Today the Supreme Court will hear oral argument in Minneci v. Pollard, a case about whether employees of a private corporation operating a federal prison may be held liable under federal law for committing constitutional violations. Petitioners are asking the Court to reverse the Ninth Circuit’s holding that claims may be asserted against the employees of privately-run federal prisons.
Richard Lee Pollard was incarcerated in a federal prison in Taft, California. The prison was operated under contract by a private company, Wackenhut Corrections Corp. (now part of the Geo Group). In April 2007, Pollard tripped over a cart that had been left in the hallway, fell, and broke both of his elbows. Prison employees forced him to use his broken arms in painful ways, refused to provide the splints recommended by his doctors, and made him engage in prison tasks before his injuries had healed.
Pollard sued both the corporate entity and individual employees for damages under Bivens v. Six Unknown Federal Narcotics Agents, claiming that his Eighth Amendment right not to be cruelly punished had been violated. Bivens was a 1971 case in which the Supreme Court created a damages remedy against federal officers for constitutional violations, where there was no other remedy available.
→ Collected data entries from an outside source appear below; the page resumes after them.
//! Display helpers turning search results into prompt choices.

use crate::search::SearchResult;
use crate::tui::{Choice, sanitize_for_display};
use chrono::DateTime;

const UNITS: [&str; 5] = ["B", "KB", "MB", "GB", "TB"];

/// Human-readable size with base-1024 units, e.g. `"1536"` -> `"1.50 KB"`.
/// Input that is not a number is returned unchanged.
pub fn format_bytes(raw: &str) -> String {
    let Ok(mut bytes) = raw.trim().parse::<f64>() else {
        return raw.to_string();
    };
    let mut unit = 0;
    while bytes >= 1024.0 && unit < UNITS.len() - 1 {
        bytes /= 1024.0;
        unit += 1;
    }
    format!("{bytes:.2} {}", UNITS[unit])
}

/// Unix timestamp (seconds) as `dd/mm/yyyy` in UTC; empty when invalid.
pub fn format_date(raw: &str) -> String {
    raw.trim()
        .parse::<i64>()
        .ok()
        .and_then(|secs| DateTime::from_timestamp(secs, 0))
        .map(|dt| dt.format("%d/%m/%Y").to_string())
        .unwrap_or_default()
}

/// Magnet URI for an info hash, with the name as display name.
pub fn magnet_uri(info_hash: &str, name: &str) -> String {
    format!(
        "magnet:?xt=urn:btih:{info_hash}&dn={}",
        urlencoding::encode(name)
    )
}

/// Build the list row for a result. The value is the magnet URI.
///
/// With `disable_dead`, results without seeders are rendered but cannot be
/// picked.
pub fn to_choice(result: &SearchResult, disable_dead: bool) -> Choice<String> {
    let name = sanitize_for_display(&result.name);
    let size = format_bytes(&result.size);
    let label = format!("{}/{} {name} {size}", result.seeders, result.leechers);
    let description = format!(
        "Seeds: {}, leechers: {}, {size}, added {}",
        result.seeders,
        result.leechers,
        format_date(&result.added)
    );

    let choice = Choice::named(magnet_uri(&result.info_hash, &result.name), label)
        .with_description(description);
    if disable_dead && result.seeder_count() == 0 {
        choice.disabled_because("(no seeders)")
    } else {
        choice
    }
}

#[cfg(test)]
mod tests {
    use super::*;

    fn result() -> SearchResult {
        SearchResult {
            info_hash: "ABCDEF".to_string(),
            name: "Debian 12 DVD".to_string(),
            seeders: "120".to_string(),
            leechers: "4".to_string(),
            size: "3984588800".to_string(),
            added: "1686355200".to_string(),
            id: Some("1".to_string()),
            num_files: None,
            username: None,
            status: None,
            category: None,
            imdb: None,
        }
    }

    #[test]
    fn bytes() {
        assert_eq!(format_bytes("0"), "0.00 B");
        assert_eq!(format_bytes("1023"), "1023.00 B");
        assert_eq!(format_bytes("1536"), "1.50 KB");
        assert_eq!(format_bytes("1048576"), "1.00 MB");
        assert_eq!(format_bytes("3984588800"), "3.71 GB");
        // Largest unit caps the division
        assert_eq!(format_bytes("1125899906842624"), "1024.00 TB");
        assert_eq!(format_bytes("n/a"), "n/a");
    }

    #[test]
    fn dates() {
        assert_eq!(format_date("0"), "01/01/1970");
        assert_eq!(format_date("1686355200"), "10/06/2023");
        assert_eq!(format_date("soon"), "");
    }

    #[test]
    fn magnet_encodes_name() {
        assert_eq!(
            magnet_uri("ABC", "Debian 12 & more"),
            "magnet:?xt=urn:btih:ABC&dn=Debian%2012%20%26%20more"
        );
    }

    #[test]
    fn choice_from_result() {
        let choice = to_choice(&result(), false);
        assert_eq!(choice.name, "120/4 Debian 12 DVD 3.71 GB");
        assert_eq!(
            choice.description.as_deref(),
            Some("Seeds: 120, leechers: 4, 3.71 GB, added 10/06/2023")
        );
        assert_eq!(choice.value, "magnet:?xt=urn:btih:ABCDEF&dn=Debian%2012%20DVD");
        assert!(choice.disabled.is_none());
    }

    #[test]
    fn dead_results_can_be_disabled() {
        let mut dead = result();
        dead.seeders = "0".to_string();
        assert!(to_choice(&dead, false).disabled.is_none());
        assert_eq!(
            to_choice(&dead, true).disabled.as_ref().map(|d| d.label()),
            Some("(no seeders)")
        );
    }

    #[test]
    fn control_characters_are_stripped_from_names() {
        let mut noisy = result();
        noisy.name = "evil\x1b[2Jname".to_string();
        assert_eq!(to_choice(&noisy, false).name, "120/4 evil[2Jname 3.71 GB");
    }
}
The district court rejected Pollard’s claims against the corporation, based upon the Supreme Court’s 2001 holding in Correction Services Corp. v. Malesko that private prison corporations cannot be sued under Bivens. The district court also dismissed Pollard’s claims against the individual employees on the grounds that they were not acting in any official capacity when Pollard was injured, and that Pollard had the alternative remedy of suing for damages under California law.
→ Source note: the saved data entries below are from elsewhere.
#[cfg(test)]
mod tests {
    use super::*;
    use crate::clipboard::MemoryClipboard;
    use crate::error::Error;
    use std::collections::VecDeque;

    struct BrokenClipboard;

    impl Clipboard for BrokenClipboard {
        fn set_text(&mut self, _text: &str) -> crate::error::Result<()> {
            Err(Error::Config("no display".to_string()))
        }
    }

    const MAGNET: &str = "magnet:?xt=urn:btih:ABC&dn=x";

    /// Replays queries and prompt outcomes, recording what it was shown.
    #[derive(Default)]
    struct ScriptedFrontend {
        queries: VecDeque<Option<String>>,
        outcomes: VecDeque<Outcome<String>>,
        asked: usize,
        shown: Vec<Vec<String>>,
    }

    impl Frontend for ScriptedFrontend {
        fn read_query(&mut self, message: &str) -> io::Result<Option<String>> {
            assert_eq!(message, QUERY_MESSAGE);
            self.asked += 1;
            self.queries
                .pop_front()
                .ok_or_else(|| io::Error::other("no query scripted"))
        }

        fn choose(
            &mut self,
            message: &str,
            entries: Vec<Entry<String>>,
            _options: PromptOptions,
        ) -> io::Result<Outcome<String>> {
            assert_eq!(message, RESULTS_MESSAGE);
            self.shown.push(
                entries
                    .iter()
                    .filter_map(Entry::as_choice)
                    .map(|c| c.name.clone())
                    .collect(),
            );
            self.outcomes
                .pop_front()
                .ok_or_else(|| io::Error::other("no outcome scripted"))
        }
    }

    /// Answers searches in order, recording the queries.
    #[derive(Default)]
    struct ScriptedIndex {
        responses: VecDeque<error::Result<Vec<SearchResult>>>,
        queries: Vec<String>,
    }

    impl ResultSource for ScriptedIndex {
        fn search(&mut self, query: &str) -> error::Result<Vec<SearchResult>> {
            self.queries.push(query.to_string());
            self.responses.pop_front().unwrap_or_else(|| Ok(Vec::new()))
        }
    }

    fn torrent(name: &str) -> SearchResult {
        SearchResult {
            info_hash: "ABC".to_string(),
            name: name.to_string(),
            seeders: "12".to_string(),
            leechers: "3".to_string(),
            size: "1024".to_string(),
            added: "1700000000".to_string(),
            id: None,
            num_files: None,
            username: None,
            status: None,
            category: None,
            imdb: None,
        }
    }

    struct Run {
        finish: Finish,
        frontend: ScriptedFrontend,
        index: ScriptedIndex,
        clipboard: MemoryClipboard,
        out: String,
    }

    fn run_scripted(
        initial: Option<&str>,
        config: &Config,
        mut frontend: ScriptedFrontend,
        mut index: ScriptedIndex,
    ) -> Run {
        let mut clipboard = MemoryClipboard::default();
        let mut out = Vec::new();
        let finish = search_loop(
            initial.map(str::to_string),
            config,
            &mut frontend,
            &mut index,
            &mut clipboard,
            &mut out,
        )
        .unwrap();
        Run {
            finish,
            frontend,
            index,
            clipboard,
            out: String::from_utf8(out).unwrap(),
        }
    }

    #[test]
    fn new_search_asks_again_with_a_fresh_prompt() {
        let frontend = ScriptedFrontend {
            queries: VecDeque::from([Some("debian".to_string())]),
            outcomes: VecDeque::from([
                Outcome::NewSearch,
                Outcome::Selected("magnet:?xt=urn:btih:DEB".to_string()),
            ]),
            ..ScriptedFrontend::default()
        };
        let index = ScriptedIndex {
            responses: VecDeque::from([
                Ok(vec![torrent("Ubuntu 24.04")]),
                Ok(vec![torrent("Debian 12"), torrent("Debian 11")]),
            ]),
            ..ScriptedIndex::default()
        };

        let run = run_scripted(Some("ubuntu"), &Config::default(), frontend, index);
        assert_eq!(run.finish, Finish::Picked(Delivery::Copied));
        assert!(run.finish.is_success());
        assert_eq!(run.index.queries, ["ubuntu", "debian"]);
        assert_eq!(run.frontend.asked, 1);
        assert_eq!(run.frontend.shown.len(), 2);
        assert_eq!(run.frontend.shown[0].len(), 1);
        assert_eq!(run.frontend.shown[1].len(), 2);
        assert!(run.frontend.shown[1][0].contains("Debian 12"));
        assert_eq!(
            run.clipboard.contents.as_deref(),
            Some("magnet:?xt=urn:btih:DEB")
        );
    }

    #[test]
    fn invalid_query_fails_without_searching() {
        let config = Config {
            max_query_len: 5,
            ..Config::default()
        };
        for query in ["   ", "far too long"] {
            let run = run_scripted(
                Some(query),
                &config,
                ScriptedFrontend::default(),
                ScriptedIndex::default(),
            );
            assert_eq!(run.finish, Finish::InvalidQuery);
            assert!(!run.finish.is_success());
            assert!(run.index.queries.is_empty());
        }
    }

    #[test]
    fn no_results_is_a_clean_exit() {
        let run = run_scripted(
            Some("  gentoo "),
            &Config::default(),
            ScriptedFrontend::default(),
            ScriptedIndex::default(),
        );
        assert_eq!(run.finish, Finish::NoResults);
        assert!(run.finish.is_success());
        assert_eq!(run.out, "No results for gentoo\n");
        assert!(run.frontend.shown.is_empty());
    }

    #[test]
    fn fetch_error_fails() {
        let index = ScriptedIndex {
            responses: VecDeque::from([Err(Error::Api {
                status: reqwest::StatusCode::SERVICE_UNAVAILABLE,
            })]),
            ..ScriptedIndex::default()
        };
        let run = run_scripted(Some("arch"), &Config::default(), ScriptedFrontend::default(), index);
        assert_eq!(run.finish, Finish::SearchFailed);
        assert!(!run.finish.is_success());
        assert!(run.frontend.shown.is_empty());
    }

    #[test]
    fn cancelling_either_prompt_is_a_clean_exit() {
        let frontend = ScriptedFrontend {
            queries: VecDeque::from([None]),
            ..ScriptedFrontend::default()
        };
        let run = run_scripted(None, &Config::default(), frontend, ScriptedIndex::default());
        assert_eq!(run.finish, Finish::Cancelled);
        assert!(run.index.queries.is_empty());

        let frontend = ScriptedFrontend {
            outcomes: VecDeque::from([Outcome::Cancelled]),
            ..ScriptedFrontend::default()
        };
        let index = ScriptedIndex {
            responses: VecDeque::from([Ok(vec![torrent("Fedora 40")])]),
            ..ScriptedIndex::default()
        };
        let run = run_scripted(Some("fedora"), &Config::default(), frontend, index);
        assert_eq!(run.finish, Finish::Cancelled);
        assert!(run.finish.is_success());
        assert!(run.clipboard.contents.is_none());
        assert!(run.out.is_empty());
    }

    #[test]
    fn print_only_skips_the_clipboard() {
        let config = Config {
            copy_to_clipboard: false,
            ..Config::default()
        };
        let frontend = ScriptedFrontend {
            outcomes: VecDeque::from([Outcome::Selected(MAGNET.to_string())]),
            ..ScriptedFrontend::default()
        };
        let index = ScriptedIndex {
            responses: VecDeque::from([Ok(vec![torrent("Mint 22")])]),
            ..ScriptedIndex::default()
        };
        let run = run_scripted(Some("mint"), &config, frontend, index);
        assert_eq!(run.finish, Finish::Picked(Delivery::Printed));
        assert_eq!(run.out, format!("{MAGNET}\n"));
        assert!(run.clipboard.contents.is_none());
    }

    #[test]
    fn live_index_blocks_on_its_own_runtime() {
        let server = tiny_http::Server::http("127.0.0.1:0").unwrap();
        let addr = server.server_addr().to_ip().unwrap();
        std::thread::spawn(move || {
            if let Ok(request) = server.recv() {
                let _ = request.respond(tiny_http::Response::from_string("[]"));
            }
        });
        let http = reqwest::Client::builder().no_proxy().build().unwrap();
        let client = IndexClient::with_client(http, format!("http://{addr}/q.php"));

        let mut index = LiveIndex::new(client).unwrap();
        assert!(index.search("void linux").unwrap().is_empty());
    }

    #[test]
    fn copies_when_enabled() {
        let mut out = Vec::new();
        let mut clipboard = MemoryClipboard::default();
        let delivery = deliver(&mut out, &mut clipboard, true, MAGNET).unwrap();
        assert_eq!(delivery, Delivery::Copied);
        assert_eq!(clipboard.contents.as_deref(), Some(MAGNET));
        assert!(String::from_utf8(out).unwrap().starts_with("Copied "));
    }

    #[test]
    fn prints_when_copy_disabled() {
        let mut out = Vec::new();
        let mut clipboard = MemoryClipboard::default();
        let delivery = deliver(&mut out, &mut clipboard, false, MAGNET).unwrap();
        assert_eq!(delivery, Delivery::Printed);
        assert!(clipboard.contents.is_none());
        assert_eq!(String::from_utf8(out).unwrap(), format!("{MAGNET}\n"));
    }

    #[test]
    fn falls_back_to_printing() {
        let mut out = Vec::new();
        let delivery = deliver(&mut out, &mut BrokenClipboard, true, MAGNET).unwrap();
        assert!(matches!(delivery, Delivery::CopyFailed(reason) if reason.contains("no display")));
        assert_eq!(
            String::from_utf8(out).unwrap(),
            format!("Magnet link: {MAGNET}\n")
        );
    }
}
The Court of Appeals for the Ninth Circuit reversed the district court’s decision as to the individual employees, ruling that the corporate employees were acting officially because they were carrying out a “fundamentally governmental function.” (The circuit court affirmed the district court’s ruling that the corporation itself could not be sued under Malesko). The Ninth Circuit held that the inquiry under Bivens is whether an alternative federal remedy is available; where the only alternative remedy is under state law, a Bivens action may be maintained.
The federal Bureau of Prisons relies increasingly on outsourcing the incarceration of federal prisoners. In 2009, approximately 16% of the federal prison population resided in privately-run facilities. Additionally, nearly half of federal immigration detainees are held in privately-run detention facilities.
Because private prison contractors have incentives to cut costs in order to maximize their profits, they pay corrections officers less, provide less training, and maintain fewer officers per inmate than federally-run prisons. As a result, inmates held in privately-held facilities face greater dangers to their health and safety than do other prisoners, and federal oversight of such facilities has been insufficient to correct such shortcomings. Yet petitioners seek to limit the ability of inmates to seek recompense when they suffer as a result of these dangers.
If the Supreme Court rules in favor of the corporate employees, inmates who are held in privately-run federal prisons will be unable to sue under federal law when their constitutional rights are violated by their jailers.